- US November durable goods orders (advanced) 2.5% vs 1.6% estimate
- US November PCE core inflation +4.7% vs +4.5% expected
- Baker Hughes US oil rig count 480 vs 475 prior
- US November new home sales 0.744M vs 0.777M estimate
- UMich final October US consumer sentiment final 70.6 vs 70.4 expected
- Initial jobless claims 205K versus 205K estimate
- Canada October GDP +0.8% m/m vs +0.8% expected
Markets:
- Gold up $5 to $1808
- US 10-year yields up 3.5 bps to 1.49%
- WTI crude oil up $1.16 to $73.92
- GBP leads, JPY lags
- S&P 500 up 29 points to all time closing high of 4725, up 2.3% on the week
The mood was festive as we head into the holiday season as a classic risk on trade lift stocks, yields, commodities and even crypto.
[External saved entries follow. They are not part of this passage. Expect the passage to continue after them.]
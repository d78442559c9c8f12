//! HTTPS server setup and configuration.
//!
//! # Responsibilities
//! - Create the Axum router with the forwarding handler
//! - Wire up middleware (request ID, tracing, read/write deadlines)
//! - Serve HTTP/1.1 and HTTP/2 over the mutual-TLS acceptor
//! - Drain in-flight connections on shutdown

use std::io;
use std::net::SocketAddr;
use std::sync::Arc;
use std::time::Duration;

use axum::{middleware, routing::any, Router};
use axum_server::tls_rustls::RustlsConfig;
use axum_server::Handle;
use hyper_util::rt::TokioTimer;
use rustls::ServerConfig;
use tokio::sync::broadcast::{self, error::RecvError};
use tower_http::{
    request_id::{PropagateRequestIdLayer, SetRequestIdLayer},
    trace::TraceLayer,
};

use crate::config::{ProxyConfig, TimeoutConfig};
use crate::http::middleware::{enforce_deadlines, Deadlines};
use crate::http::proxy::{forward, ProxyState};
use crate::http::request::UuidRequestId;
use crate::net::acceptor::MutualTlsAcceptor;
use crate::routing::HostRouter;

/// The mutual-TLS reverse proxy.
pub struct ProxyServer {
    app: Router,
    tls: Arc<ServerConfig>,
    timeouts: TimeoutConfig,
    max_connections: usize,
}

impl ProxyServer {
    /// Assemble the server from its TLS configuration and host router.
    pub fn new(config: &ProxyConfig, tls: ServerConfig, router: HostRouter) -> Self {
        let state = ProxyState::new(router, &config.timeouts);
        let app = Self::build_router(&config.timeouts, state);

        Self {
            app,
            tls: Arc::new(tls),
            timeouts: config.timeouts.clone(),
            max_connections: config.max_connections,
        }
    }

    /// Build the Axum router with all middleware layers.
    fn build_router(timeouts: &TimeoutConfig, state: ProxyState) -> Router {
        Router::new()
            .route("/{*path}", any(forward))
            .route("/", any(forward))
            .with_state(state)
            .layer(middleware::from_fn_with_state(
                Deadlines::from_config(timeouts),
                enforce_deadlines,
            ))
            .layer(PropagateRequestIdLayer::x_request_id())
            .layer(TraceLayer::new_for_http())
            .layer(SetRequestIdLayer::x_request_id(UuidRequestId))
    }

    /// Serve on `listener` until `shutdown` fires, then drain for at most
    /// `shutdown_grace_secs`.
    pub async fn run(
        self,
        listener: std::net::TcpListener,
        mut shutdown: broadcast::Receiver<()>,
    ) -> io::Result<()> {
        let addr = listener.local_addr()?;
        let grace = Duration::from_secs(self.timeouts.shutdown_grace_secs);

        let handle = Handle::new();
        let drain = handle.clone();
        tokio::spawn(async move {
            if let Err(RecvError::Closed) = shutdown.recv().await {
                return;
            }
            tracing::info!(grace_secs = grace.as_secs(), "Draining connections");
            drain.graceful_shutdown(Some(grace));
        });

        let acceptor = MutualTlsAcceptor::new(
            RustlsConfig::from_config(self.tls),
            Duration::from_secs(self.timeouts.handshake_secs),
            self.max_connections,
        );

        let mut server = axum_server::from_tcp(listener).acceptor(acceptor).handle(handle);
        server
            .http_builder()
            .http1()
            .timer(TokioTimer::new())
            .header_read_timeout(Duration::from_secs(self.timeouts.read_header_secs));

        tracing::info!(
            address = %addr,
            max_connections = self.max_connections,
            "Proxy listening"
        );

        server
            .serve(self.app.into_make_service_with_connect_info::<SocketAddr>())
            .await?;

        tracing::info!("Proxy stopped");
        Ok(())
    }
}
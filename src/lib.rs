//! Mutually authenticated TLS reverse proxy library.
//!
//! Terminates TLS with a mandatory client certificate, checks the client's
//! identity during the handshake and forwards each request to the backend
//! of its virtual host.

// Core subsystems
pub mod config;
pub mod http;
pub mod net;
pub mod routing;
pub mod security;

// Cross-cutting concerns
pub mod lifecycle;
pub mod observability;

pub use config::schema::ProxyConfig;
pub use http::ProxyServer;
pub use lifecycle::Shutdown;
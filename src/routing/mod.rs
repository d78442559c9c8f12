//! Routing subsystem.
//!
//! # Data Flow
//! ```text
//! Incoming Request (target host)
//!     → router.rs (exact vhost lookup, then default entry)
//!     → Return: Backend(upstream) or Unroutable
//!
//! Route Compilation (at startup):
//!     backend | vhosts (config)
//!     → ProxyConfig::routing_table (one normalized table)
//!     → backend.rs (parse targets into upstreams)
//!     → Freeze as immutable HostRouter
//! ```
//!
//! # Design Decisions
//! - Routes compiled at startup, immutable at runtime
//! - Deterministic: same host always dispatches to the same backend
//! - Unknown hosts without a default get an explicit routing failure

pub mod backend;
pub mod router;

pub use backend::Upstream;
pub use router::{Dispatch, HostRouter, RouteError};
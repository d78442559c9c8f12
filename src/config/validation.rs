//! Configuration validation.
//!
//! # Responsibilities
//! - Semantic validation (serde handles syntactic)
//! - Exactly one routing shape (single backend or vhost table)
//! - Validate backend targets, timeouts, identity constraint
//!
//! # Design Decisions
//! - Returns all validation errors, not just first
//! - Validation is pure function: ProxyConfig → Result<(), Vec<ValidationError>>
//! - Runs before config is accepted into the system

use rustls::pki_types::ServerName;
use thiserror::Error;
use url::Url;

use crate::config::schema::{BackendTarget, ProxyConfig};
use crate::net::listener::parse_listen_address;

/// A single semantic problem in the configuration.
#[derive(Debug, Clone, PartialEq, Eq, Error)]
pub enum ValidationError {
    #[error("invalid listen address '{0}'")]
    ListenAddress(String),

    #[error("both `backend` and `vhosts` are set; configure exactly one routing shape")]
    AmbiguousRouting,

    #[error("no routing configured; set `backend` or `vhosts`")]
    NoRouting,

    #[error("backend for vhost '{vhost}' is invalid: {reason}")]
    Backend { vhost: String, reason: String },

    #[error("tls.{0} must not be empty")]
    TlsPath(&'static str),

    #[error("required_client_name '{0}' is not a valid DNS name or IP address")]
    Identity(String),

    #[error("timeouts.{0} must be greater than zero")]
    Timeout(&'static str),

    #[error("max_connections must be greater than zero")]
    MaxConnections,

    #[error("unknown log_format '{0}' (expected \"pretty\" or \"json\")")]
    LogFormat(String),
}

/// Validate a parsed configuration, collecting every problem found.
pub fn validate_config(config: &ProxyConfig) -> Result<(), Vec<ValidationError>> {
    let mut errors = Vec::new();

    if parse_listen_address(&config.listen).is_err() {
        errors.push(ValidationError::ListenAddress(config.listen.clone()));
    }

    match (&config.backend, config.vhosts.is_empty()) {
        (Some(_), false) => errors.push(ValidationError::AmbiguousRouting),
        (None, true) => errors.push(ValidationError::NoRouting),
        _ => {}
    }

    for (vhost, target) in config.routing_table() {
        if let Err(reason) = check_backend(&target) {
            errors.push(ValidationError::Backend { vhost, reason });
        }
    }

    for (field, value) in [
        ("ca", &config.tls.ca),
        ("cert", &config.tls.cert),
        ("key", &config.tls.key),
    ] {
        if value.trim().is_empty() {
            errors.push(ValidationError::TlsPath(field));
        }
    }

    if let Some(identity) = config.required_identity() {
        if ServerName::try_from(identity.to_string()).is_err() {
            errors.push(ValidationError::Identity(identity.to_string()));
        }
    }

    let t = &config.timeouts;
    for (field, secs) in [
        ("handshake_secs", t.handshake_secs),
        ("read_header_secs", t.read_header_secs),
        ("read_secs", t.read_secs),
        ("write_secs", t.write_secs),
        ("upstream_connect_secs", t.upstream_connect_secs),
        ("upstream_response_header_secs", t.upstream_response_header_secs),
    ] {
        if secs == 0 {
            errors.push(ValidationError::Timeout(field));
        }
    }

    if config.max_connections == 0 {
        errors.push(ValidationError::MaxConnections);
    }

    match config.observability.log_format.as_str() {
        "pretty" | "json" => {}
        other => errors.push(ValidationError::LogFormat(other.to_string())),
    }

    if errors.is_empty() {
        Ok(())
    } else {
        Err(errors)
    }
}

fn check_backend(target: &BackendTarget) -> Result<(), String> {
    if let BackendTarget::Port(0) = target {
        return Err("port 0 is not a valid backend port".to_string());
    }

    let url = Url::parse(&target.to_url_string()).map_err(|e| e.to_string())?;
    if url.scheme() != "http" {
        return Err(format!("unsupported scheme '{}'", url.scheme()));
    }
    if url.host_str().is_none() {
        return Err("missing host".to_string());
    }
    Ok(())
}

#[cfg(test)]
mod tests {
    use super::*;

    #[test]
    fn default_config_is_valid() {
        assert_eq!(validate_config(&ProxyConfig::default()), Ok(()));
    }

    #[test]
    fn both_routing_shapes_rejected() {
        let mut config = ProxyConfig::default();
        config.backend = Some(BackendTarget::Port(9000));

        let errors = validate_config(&config).unwrap_err();
        assert!(errors.contains(&ValidationError::AmbiguousRouting));
    }

    #[test]
    fn missing_routing_rejected() {
        let mut config = ProxyConfig::default();
        config.vhosts.clear();

        let errors = validate_config(&config).unwrap_err();
        assert_eq!(errors, vec![ValidationError::NoRouting]);
    }

    #[test]
    fn collects_every_error() {
        let mut config = ProxyConfig::default();
        config.listen = "not an address".into();
        config.tls.key = String::new();
        config.timeouts.read_secs = 0;
        config.observability.log_format = "xml".into();
        config
            .vhosts
            .insert("tls.example.com".into(), BackendTarget::Url("https://x:1".into()));

        let errors = validate_config(&config).unwrap_err();
        assert_eq!(errors.len(), 5);
        assert!(errors.contains(&ValidationError::TlsPath("key")));
        assert!(errors.contains(&ValidationError::Timeout("read_secs")));
        assert!(errors
            .iter()
            .any(|e| matches!(e, ValidationError::Backend { vhost, .. } if vhost == "tls.example.com")));
    }

    #[test]
    fn identity_must_be_a_server_name() {
        let mut config = ProxyConfig::default();
        config.required_client_name = "client.example.com".into();
        assert!(validate_config(&config).is_ok());

        config.required_client_name = "not a name!".into();
        let errors = validate_config(&config).unwrap_err();
        assert_eq!(
            errors,
            vec![ValidationError::Identity("not a name!".into())]
        );
    }

    #[test]
    fn backend_port_zero_rejected() {
        let mut config = ProxyConfig::default();
        config.vhosts.insert("a.example.com".into(), BackendTarget::Port(0));

        let errors = validate_config(&config).unwrap_err();
        assert_eq!(errors.len(), 1);
    }
}
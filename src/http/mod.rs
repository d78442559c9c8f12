//! HTTP protocol handling subsystem.
//!
//! # Data Flow
//! ```text
//! Authenticated TLS connection
//!     → server.rs (Axum setup, HTTP/1.1 + HTTP/2, timeouts)
//!     → middleware/deadline.rs (absolute read and write deadlines)
//!     → request.rs (request ID, target host)
//!     → proxy.rs (host router decides backend, forward, stream back)
//!     → response.rs (404 / 502 / 504 when forwarding is impossible)
//! ```

pub mod middleware;
pub mod proxy;
pub mod request;
pub mod response;
pub mod server;

pub use proxy::{ForwardError, ProxyState};
pub use request::{UuidRequestId, X_REQUEST_ID};
pub use server::ProxyServer;
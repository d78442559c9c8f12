//! Configuration schema definitions.
//!
//! This module defines the complete configuration structure for the proxy.
//! All types derive Serde traits for deserialization from config files.

use std::collections::BTreeMap;
use std::fmt;

use serde::{Deserialize, Serialize};

/// Virtual-host key that selects the fallback backend.
pub const DEFAULT_VHOST: &str = "";

/// Root configuration for the proxy.
#[derive(Debug, Clone, Deserialize, Serialize)]
#[serde(default)]
pub struct ProxyConfig {
    /// Bind address (e.g., "0.0.0.0:9101" or ":9101").
    pub listen: String,

    /// Identity every client leaf certificate must be valid for.
    /// Empty means any certificate trusted by the CA bundle is accepted.
    pub required_client_name: String,

    /// Maximum concurrent client connections (backpressure).
    pub max_connections: usize,

    /// Single-backend shape: every host goes to this backend.
    #[serde(default, skip_serializing_if = "Option::is_none")]
    pub backend: Option<BackendTarget>,

    /// Server certificate, key and client trust anchor.
    pub tls: TlsConfig,

    /// Multi-vhost shape: host name to backend. The `""` key is the default.
    #[serde(default, skip_serializing_if = "BTreeMap::is_empty")]
    pub vhosts: BTreeMap<String, BackendTarget>,

    /// Timeout configuration.
    pub timeouts: TimeoutConfig,

    /// Observability settings.
    pub observability: ObservabilityConfig,
}

impl Default for ProxyConfig {
    fn default() -> Self {
        let mut vhosts = BTreeMap::new();
        vhosts.insert(DEFAULT_VHOST.to_string(), BackendTarget::Port(9100));

        Self {
            listen: ":9101".to_string(),
            required_client_name: String::new(),
            max_connections: 10_000,
            backend: None,
            tls: TlsConfig::default(),
            vhosts,
            timeouts: TimeoutConfig::default(),
            observability: ObservabilityConfig::default(),
        }
    }
}

impl ProxyConfig {
    /// The configured identity constraint, if any.
    pub fn required_identity(&self) -> Option<&str> {
        let name = self.required_client_name.trim();
        (!name.is_empty()).then_some(name)
    }

    /// Normalize either routing shape into a host → backend table.
    ///
    /// A single `backend` becomes the default entry.
    pub fn routing_table(&self) -> BTreeMap<String, BackendTarget> {
        match &self.backend {
            Some(target) => {
                let mut table = BTreeMap::new();
                table.insert(DEFAULT_VHOST.to_string(), target.clone());
                table
            }
            None => self.vhosts.clone(),
        }
    }
}

/// TLS material locations (PEM files).
#[derive(Debug, Clone, Deserialize, Serialize)]
#[serde(default)]
pub struct TlsConfig {
    /// CA bundle that client certificates must chain to.
    pub ca: String,

    /// Server certificate chain.
    pub cert: String,

    /// Server private key.
    pub key: String,
}

impl Default for TlsConfig {
    fn default() -> Self {
        Self {
            ca: "ca.pem".to_string(),
            cert: "server.pem".to_string(),
            key: "server-key.pem".to_string(),
        }
    }
}

/// Where a virtual host is forwarded to.
///
/// A bare port is shorthand for `http://127.0.0.1:<port>`.
#[derive(Debug, Clone, PartialEq, Eq, Deserialize, Serialize)]
#[serde(untagged)]
pub enum BackendTarget {
    Port(u16),
    Url(String),
}

impl BackendTarget {
    /// The base URL this target forwards to.
    pub fn to_url_string(&self) -> String {
        match self {
            BackendTarget::Port(port) => format!("http://127.0.0.1:{}", port),
            BackendTarget::Url(url) => url.clone(),
        }
    }
}

impl fmt::Display for BackendTarget {
    fn fmt(&self, f: &mut fmt::Formatter<'_>) -> fmt::Result {
        f.write_str(&self.to_url_string())
    }
}

/// Timeout configuration, all in seconds.
#[derive(Debug, Clone, Deserialize, Serialize)]
#[serde(default)]
pub struct TimeoutConfig {
    /// TLS handshake deadline.
    pub handshake_secs: u64,

    /// Time allowed to receive the request headers.
    pub read_header_secs: u64,

    /// Time allowed to receive the full request body.
    pub read_secs: u64,

    /// Time allowed to produce and write the response.
    pub write_secs: u64,

    /// Backend connection establishment timeout.
    pub upstream_connect_secs: u64,

    /// Time to wait for the backend's response headers.
    pub upstream_response_header_secs: u64,

    /// How long an idle pooled backend connection is kept.
    pub upstream_idle_secs: u64,

    /// Drain window for in-flight connections during shutdown.
    pub shutdown_grace_secs: u64,
}

impl Default for TimeoutConfig {
    fn default() -> Self {
        Self {
            handshake_secs: 10,
            read_header_secs: 1,
            read_secs: 10,
            write_secs: 10,
            upstream_connect_secs: 30,
            upstream_response_header_secs: 10,
            upstream_idle_secs: 90,
            shutdown_grace_secs: 30,
        }
    }
}

/// Observability configuration.
#[derive(Debug, Clone, Deserialize, Serialize)]
#[serde(default)]
pub struct ObservabilityConfig {
    /// Log level (trace, debug, info, warn, error).
    pub log_level: String,

    /// Log output format: "pretty" or "json".
    pub log_format: String,

    /// Enable metrics endpoint.
    pub metrics_enabled: bool,

    /// Metrics endpoint bind address.
    pub metrics_address: String,
}

impl Default for ObservabilityConfig {
    fn default() -> Self {
        Self {
            log_level: "info".to_string(),
            log_format: "pretty".to_string(),
            metrics_enabled: false,
            metrics_address: "127.0.0.1:9090".to_string(),
        }
    }
}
The mood steadily improved in early US trading despite a minor blip on the higher US inflation data. That led to some US dollar buying but it was short-lived.
Equities were steadily bid ahead of a four-day break in US markets. Canadian equities and US bonds will open until 1 pm ET (1800 GMT) on Friday but trading is typically thin.
USD/JPY made some headway to 114.40 in a choppy rise but the bigger moves were in yen crosses were all of the majors made new one month highs against the yen, with the exception of CAD. The charts all broke comfortably above the highs of last week in a sign that the market is increasingly comfortable with omicron risks.
Cable rallied steadily in Europe for the second day on a potentially flow-driven move as the calendar winds down. The pair added 65 pips on the day but chopped sideways in New York.
The euro fell to session lows on USD strength after the hot PCE report but after probing below 1.1300 the pair reversed to 1.1329 in a small daily gain.
Of the commodity currencies, only NZD failed to make a new high in US trade but it was the loonie lagging the way on the day as it failed to catch a tailwind from a solid Oct GDP report along with a good Nov flash estimate. With oil hitting a four-week high, it might only be a matter of time.